Jeremy Ivey Shares New Track “Trial By Fire”
Today Jeremy Ivey has released the tender track “Trial By Fire”, a song that rises and falls on a dancing nylon string guitar as it pursues the inner peace that comes with accepting your truest self.
Listen To “Trial By Fire”: https://youtu.be/UcbkneqLeso
“My wife Margo is always one of my main muses because she’s my best friend and the person I spend most of my time with,” Ivey said of the song’s inspiration. “She was going through a low point deciding to cut alcohol out of her life and feeling like she would lose friends and that even I would think less of her. We sat around the fire pit at our house one night and talked it out. The next morning I wrote this song. It came out so fast, I thought I had stolen it. The simple message is that all a person needs to be in this world is themselves.”
“Trial By Fire” will appear on Invisible Pictures, Ivey’s latest album which will come out next month on March 11. In 2019 Ivey released his critically acclaimed solo debut, The Dream and The Dreamer, which NPR hailed as “modern, indie [and] super-cool” and Rolling Stone likened to “Mutations-era Beck.” His 2020 follow-up, the pointed and timely Waiting Out The Storm, was similarly well-received, with The Nashville Scene declaring that it “deconstruct[s] the ills of the day—among them racism, xenophobia and the growing wealth gap—with a critic’s precision and a poet’s compassion.”

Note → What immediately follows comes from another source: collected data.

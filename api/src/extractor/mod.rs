use async_trait::async_trait;
use axum::{extract::FromRequestParts, http::request::Parts, RequestPartsExt};
use axum_extra::{
    headers::{authorization::Bearer, Authorization},
    typed_header::TypedHeader,
};
use kernel::model::{auth::AccessToken, id::UserId, role::Role, user::User};
use registry::AppRegistry;
use shared::error::AppError;

pub struct AuthorizedUser {
    pub access_token: AccessToken,
    pub user: User,
}

impl AuthorizedUser {
    pub fn id(&self) -> UserId {
        self.user.id
    }

    pub fn is_admin(&self) -> bool {
        self.user.role == Role::Admin
    }
}

#[async_trait]
impl FromRequestParts<AppRegistry> for AuthorizedUser {
    type Rejection = AppError;

    async fn from_request_parts(
        parts: &mut Parts,
        registry: &AppRegistry,
    ) -> Result<Self, Self::Rejection> {
        let TypedHeader(Authorization(bearer)) = parts
            .extract::<TypedHeader<Authorization<Bearer>>>()
            .await
            .map_err(|_| AppError::UnauthorizedError)?;

        let access_token = AccessToken(bearer.token().to_string());

        let user_id = registry
            .auth_repository()
            .fetch_user_id_from_token(&access_token)
            .await?
            .ok_or(AppError::UnauthenticatedError)?;

        let user = registry
            .user_repository()
            .find_current_user(user_id)
            .await?
            .ok_or(AppError::UnauthenticatedError)?;

        Ok(Self { access_token, user })
    }
}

By the time he began work on what would become Invisible Pictures, though, Ivey had shifted his gaze inwards, stepping away from the politically charged social commentary of Waiting Out The Storm to reflect on his own tumultuous journey. In just the past few years alone, he’d welcomed a daughter into the world, survived a particularly brutal bout of COVID, and watched the entire music industry slip into freefall. With touring off the table for more than a year, he decided stretch himself compositionally, returning to the complex, harmonically sophisticated music that had fascinated him in his younger years but had taken a backseat since his move to Nashville.
“I started listening to a lot of Paco de Lucía and playing more nylon string guitar at home,” Ivey recalls. “I started using more passing tones in my writing, too, and then I’d make up chords to go along with those melodies, even if I didn’t know what it was that I was playing.”
Then when it came to recording the album, Ivey tapped celebrated producer Andrija Tokic and tasked him with assembling a band of players Ivey had never worked with before. While some of the musicians ran in similar circles to Ivey around Nashville, others, like jazz violinist Billy Contreras, were brand new to him, and the infusion of fresh, diverse collaborators only served to elevate the spirit of freedom and discovery already at play in the writing.
“A whole lot of different people with a whole lot of different musical backgrounds came in and out of the studio while we were recording,” says Ivey. “When Andrija heard a sound in his head, he’d just go find the player who could make it happen.”
Next month Ivey will be opening for Mike Campbell And The Dirty Knobs for a run of East coast and Midwest tour dates.